Writing of German baroque theater, that form shot through with melancholia, Walter Benjamin once suggested that it compensated for its keenly felt sense of the “destructive effect of time, of inevitable transience” with an “enthusiasm for landscape,” the alternative to temporality’s decay being not timelessness but place and setting, “chronological movement . . . grasped and analysed in a spatial image.”[2] “Lonesome Day Blues,” like much of “Love and Theft,” issues in a landscape of loss or stasis pocked by washed-out roads, barren fields, enigmatic whispering winds, and rustling leaves. This is the psychic space of melancholia through which the album feels its way. (And incidentally, considering the way melancholia generates topographical fictions, from late Freud’s map of the mind—ego, id, and superego—to Dylan’s Mississippi, one might say that “Dixie land” too operates as a melancholic topographical repository.) As I take my last waltz through this tattered terrain, in many respects the terrain of Black Mirror at large, let me give you some parting glimpses of what I see.

While this place is age-old, it also strikes me as age-specific, namely, that moment in middle age at which the fragility of the body—your parents’, your partner’s, your own—wakes you up to the realities of (what Dylan has limned as) “the physical plunge into Limitationville.” “Time is pilin’ up . . . / We’re all boxed in,” goes “Mississippi”; that’s why “You can always come back, but you can’t come back all the way.” But one determines to go on, for love or money: “I’m drownin’ in the poison, got no future, got no past / But my heart is not weary, it’s light and it’s free.” You tell yourself that “old, young, age don’t carry weight,” but it’s only because “It doesn’t matter in the end” (“Floater”). “Time and love has branded me with its claws / Had to go to Florida, dodgin’ them Georgia laws” (“Po’ Boy”), you sing, and this hesitation between states (in every sense), the ambivalence of all the above lines, is a hallmark of melancholia. “Well I’m drivin’ in the flats in a Cadillac car / The girls all say, ‘You’re a worn out star’” (“Summer Days”). There is a solution: “I’m gonna buy me a barrel of whiskey—I’ll die before I turn senile” (“Cry a While”).

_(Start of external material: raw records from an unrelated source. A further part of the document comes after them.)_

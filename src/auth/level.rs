//! Permission levels.

use std::cmp::Ordering;

use serde::Serialize;

use crate::user::User;

/// Authorization tier of a caller relative to the user it acts upon.
///
/// `User` and `AdminUser` share the same rank: both mean the caller acts on
/// its own account, `AdminUser` additionally records that it is an admin.
#[derive(Clone, Copy, Debug, PartialEq, Eq, Hash, Serialize)]
#[serde(rename_all = "snake_case")]
pub enum Level {
    Public,
    User,
    AdminUser,
    Admin,
    /// Internal identity, never resolved from a request.
    Server,
}

impl Level {
    pub const fn rank(self) -> u8 {
        match self {
            Level::Public => 0,
            Level::User | Level::AdminUser => 1,
            Level::Admin => 2,
            Level::Server => 3,
        }
    }

    /// Total order over ranks.
    pub fn compare(self, other: Level) -> Ordering {
        self.rank().cmp(&other.rank())
    }

    pub fn at_least(self, other: Level) -> bool {
        self.compare(other) != Ordering::Less
    }

    pub const fn as_str(self) -> &'static str {
        match self {
            Level::Public => "public",
            Level::User => "user",
            Level::AdminUser => "admin_user",
            Level::Admin => "admin",
            Level::Server => "server",
        }
    }

    /// Level of an already validated `caller` acting on `target`.
    ///
    /// Banned callers are always public. Self-identity wins over admin
    /// status, so an admin editing its own account gets `AdminUser`.
    pub fn derive(caller: Option<&User>, target: Option<i64>) -> Level {
        let Some(caller) = caller else {
            return Level::Public;
        };
        if caller.is_banned() {
            return Level::Public;
        }

        let admin = caller.is_admin();
        match target {
            None if admin => Level::Admin,
            None => Level::Public,
            Some(target) if target == caller.id => {
                if admin { Level::AdminUser } else { Level::User }
            },
            Some(_) if admin => Level::Admin,
            Some(_) => Level::Public,
        }
    }
}

impl std::fmt::Display for Level {
    fn fmt(&self, f: &mut std::fmt::Formatter) -> std::fmt::Result {
        f.write_str(self.as_str())
    }
}

#[cfg(test)]
mod tests {
    use super::*;

    fn caller(id: i64, admin: bool, banned: bool) -> User {
        User {
            id,
            admin: Some(admin),
            banned: Some(banned),
            ..Default::default()
        }
    }

    #[test]
    fn test_ordering() {
        assert_eq!(Level::User.compare(Level::AdminUser), Ordering::Equal);
        assert!(Level::Public.compare(Level::User).is_lt());
        assert!(Level::Admin.compare(Level::AdminUser).is_gt());
        assert!(Level::Server.at_least(Level::Admin));
        assert!(Level::AdminUser.at_least(Level::User));
        assert!(!Level::Public.at_least(Level::User));
    }

    #[test]
    fn test_anonymous() {
        assert_eq!(Level::derive(None, None), Level::Public);
        assert_eq!(Level::derive(None, Some(1)), Level::Public);
    }

    #[test]
    fn test_banned_is_public() {
        for admin in [false, true] {
            let user = caller(1, admin, true);
            assert_eq!(Level::derive(Some(&user), None), Level::Public);
            assert_eq!(Level::derive(Some(&user), Some(1)), Level::Public);
            assert_eq!(Level::derive(Some(&user), Some(2)), Level::Public);
        }
    }

    #[test]
    fn test_self() {
        let user = caller(1, false, false);
        assert_eq!(Level::derive(Some(&user), Some(1)), Level::User);

        let admin = caller(1, true, false);
        assert_eq!(Level::derive(Some(&admin), Some(1)), Level::AdminUser);
    }

    #[test]
    fn test_other() {
        let user = caller(1, false, false);
        assert_eq!(Level::derive(Some(&user), Some(2)), Level::Public);
        assert_eq!(Level::derive(Some(&user), None), Level::Public);

        let admin = caller(1, true, false);
        assert_eq!(Level::derive(Some(&admin), Some(2)), Level::Admin);
        assert_eq!(Level::derive(Some(&admin), None), Level::Admin);
    }

    #[test]
    fn test_unset_flags() {
        let user = User {
            id: 3,
            ..Default::default()
        };
        assert_eq!(Level::derive(Some(&user), Some(3)), Level::User);
    }
}
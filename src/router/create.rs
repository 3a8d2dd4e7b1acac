//! Account registration.

use axum::Json;
use axum::extract::State;
use axum::http::StatusCode;
use serde::{Deserialize, Serialize};
use validator::Validate;

use crate::AppState;
use crate::auth::{Level, redact};
use crate::error::Result;
use crate::router::Valid;
use crate::user::{Registration, User};

#[derive(Debug, Serialize, Deserialize, Validate)]
pub struct Body {
    #[validate(
        length(min = 1, max = 64, message = "Invalid Username Format"),
        custom(
            function = "crate::router::validate_name",
            message = "Invalid Username Format"
        )
    )]
    name: String,
    #[validate(length(
        min = 8,
        max = 255,
        message = "Invalid Password Format"
    ))]
    password: String,
    #[validate(email(message = "Invalid Email Format"))]
    email: String,
    #[validate(custom(
        function = "crate::router::validate_country",
        message = "Invalid Country Format"
    ))]
    country: Option<String>,
    #[validate(custom(
        function = "crate::router::validate_locale",
        message = "Invalid Locale Format"
    ))]
    locale: Option<String>,
}

/// Handler to create user.
pub async fn handler(
    State(state): State<AppState>,
    Valid(body): Valid<Body>,
) -> Result<(StatusCode, Json<User>)> {
    let user = state
        .users
        .register(Registration {
            name: body.name,
            password: body.password,
            email: body.email,
            country: body.country,
            locale: body.locale,
        })
        .await?;

    // the caller owns the new account.
    Ok((StatusCode::CREATED, Json(redact(Level::User, user))))
}
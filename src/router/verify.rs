//! Email verification links.

use axum::Json;
use axum::extract::{Path, State};
use serde_json::{Value, json};

use crate::AppState;
use crate::error::Result;

/// Consume a one-time code.
pub async fn handler(
    State(state): State<AppState>,
    Path(code): Path<String>,
) -> Result<Json<Value>> {
    state.users.verify(&code).await?;

    Ok(Json(json!({ "verified": true })))
}

#[cfg(test)]
mod tests {
    use axum::http::{Method, StatusCode};

    use crate::router::tests::{json_body, register};
    use crate::*;

    #[tokio::test]
    async fn test_verify_handler() {
        let state = test_state().await;
        let app = app(state.clone());
        let id = register(&app, "alice", "alice@example.com").await;
        let code = state.users.codes.issue(id).await.unwrap();

        let path = format!("/verify/{code}");
        let response = make_request(
            None,
            app.clone(),
            Method::GET,
            &path,
            String::default(),
        )
        .await;
        assert_eq!(response.status(), StatusCode::OK);
        assert_eq!(json_body(response).await["verified"], true);

        let user = state
            .users
            .store
            .find_by_id(id, false)
            .await
            .unwrap()
            .unwrap();
        assert_eq!(user.verified, Some(true));

        // codes are single use.
        let response = make_request(
            None,
            app,
            Method::GET,
            &path,
            String::default(),
        )
        .await;
        assert_eq!(response.status(), StatusCode::NOT_FOUND);
    }
}
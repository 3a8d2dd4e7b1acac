//! Users-related HTTP API.
mod delete;
mod get;
mod list;
pub mod refresh_token;
mod update;

use axum::Router;
use axum::routing::get;

use crate::AppState;
use crate::auth::Level;
use crate::error::Result;
use crate::user::User;

/// `/user` and `/user/{id}` routes, also served under `/users`.
pub fn router() -> Router<AppState> {
    let one = get(get::handler)
        .put(update::handler)
        .patch(update::handler)
        .delete(delete::handler);

    Router::new()
        // `GET /user` goes to `list`.
        .route("/user", get(list::handler))
        // `GET|PUT|PATCH|DELETE /user/{id}` act on one user.
        .route("/user/{id}", one.clone())
        .route("/users", get(list::handler))
        .route("/users/{id}", one)
}

/// User designated by a path segment, along with the caller's level on it.
struct Target {
    level: Level,
    user: Option<User>,
}

impl Target {
    /// Resolve `segment` as an ID when numeric, as a name otherwise.
    ///
    /// Deleted users are only visible from Admin rank.
    async fn resolve(
        state: &AppState,
        token: Option<&str>,
        segment: &str,
    ) -> Result<Self> {
        let store = &state.users.store;

        if let Ok(id) = segment.parse::<i64>() {
            let level = state.resolver.resolve(token, Some(id)).await?;
            let include_deleted = level.at_least(Level::Admin);
            let user = store.find_by_id(id, include_deleted).await?;
            return Ok(Target { level, user });
        }

        let user = store.find_by_name(segment, true).await?;
        let level = state
            .resolver
            .resolve(token, user.as_ref().map(|user| user.id))
            .await?;
        let user = user.filter(|user| {
            !user.is_deleted() || level.at_least(Level::Admin)
        });

        Ok(Target { level, user })
    }
}
//! Soft deletion. A later successful login restores the account.

use axum::extract::{Path, State};
use axum::http::StatusCode;

use crate::AppState;
use crate::auth::{Credential, Level};
use crate::error::{REQUIRES_USER, Result, ServerError, USER_NOT_FOUND};
use crate::router::users::Target;

pub async fn handler(
    State(state): State<AppState>,
    Path(id): Path<String>,
    credential: Credential,
) -> Result<StatusCode> {
    let Target { level, user } =
        Target::resolve(&state, credential.as_deref(), &id).await?;
    if !level.at_least(Level::User) {
        return Err(ServerError::Unauthorized(REQUIRES_USER));
    }
    let user = user.ok_or(ServerError::NotFound(USER_NOT_FOUND))?;

    state.users.store.soft_delete(user.id).await?;
    tracing::info!(user_id = user.id, %level, "user deleted");

    Ok(StatusCode::ACCEPTED)
}
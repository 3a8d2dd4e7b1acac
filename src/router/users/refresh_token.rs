use axum::Json;
use axum::extract::State;

use crate::AppState;
use crate::auth::Credential;
use crate::error::{MISSING_TOKEN, Result, ServerError};
use crate::router::ClientIp;
use crate::router::login::Response;

/// Swap a valid token for a new one. The old token stops working.
pub async fn handler(
    State(state): State<AppState>,
    ClientIp(ip): ClientIp,
    credential: Credential,
) -> Result<Json<Response>> {
    let caller = state
        .resolver
        .identify(credential.as_deref())
        .await?
        .ok_or(ServerError::Unauthorized(MISSING_TOKEN))?;

    let token = state.users.refresh(&caller, ip).await?;

    Ok(Json(Response::bearer(&state, token)))
}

But it’s the memories that haunt you, things acquired, loved, and lost. “Some of these memories you can learn to live with and some of them you can’t” (“Sugar Baby”). So many things cluster here: the people you once clung to, the wrongs you couldn’t help (“So many things that we never will undo / I know you’re sorry, I’m sorry too,” Dylan sings in “Mississippi”), the very sources of your energy and your art. “These memories I got, they can strangle a man” (“Honest with Me”), not a good thing for a singer, but understandable if what you’ve got in your throat are traces of a thousand different songs from apartheid America. Race, memory, and music meet in musical melancholia, where you get by with materials you barely remember taking in the first place: you were too young, or they were too available, or both, and they work so well, speak so solidly to your condition. You reach back to your roots, you work through your masks, and you find yourself again in the land where the blues began.

Notes

1 Stanley Plumly, “Sonnet,” in Out-of-the-Body Travel (New York: Ecco, 1977), 31.

2 Walter Benjamin, The Origin of German Tragic Drama, trans. John Osborne (1928; London: NLB, 1977), 92; Butler, Psychic Life of Power, 174.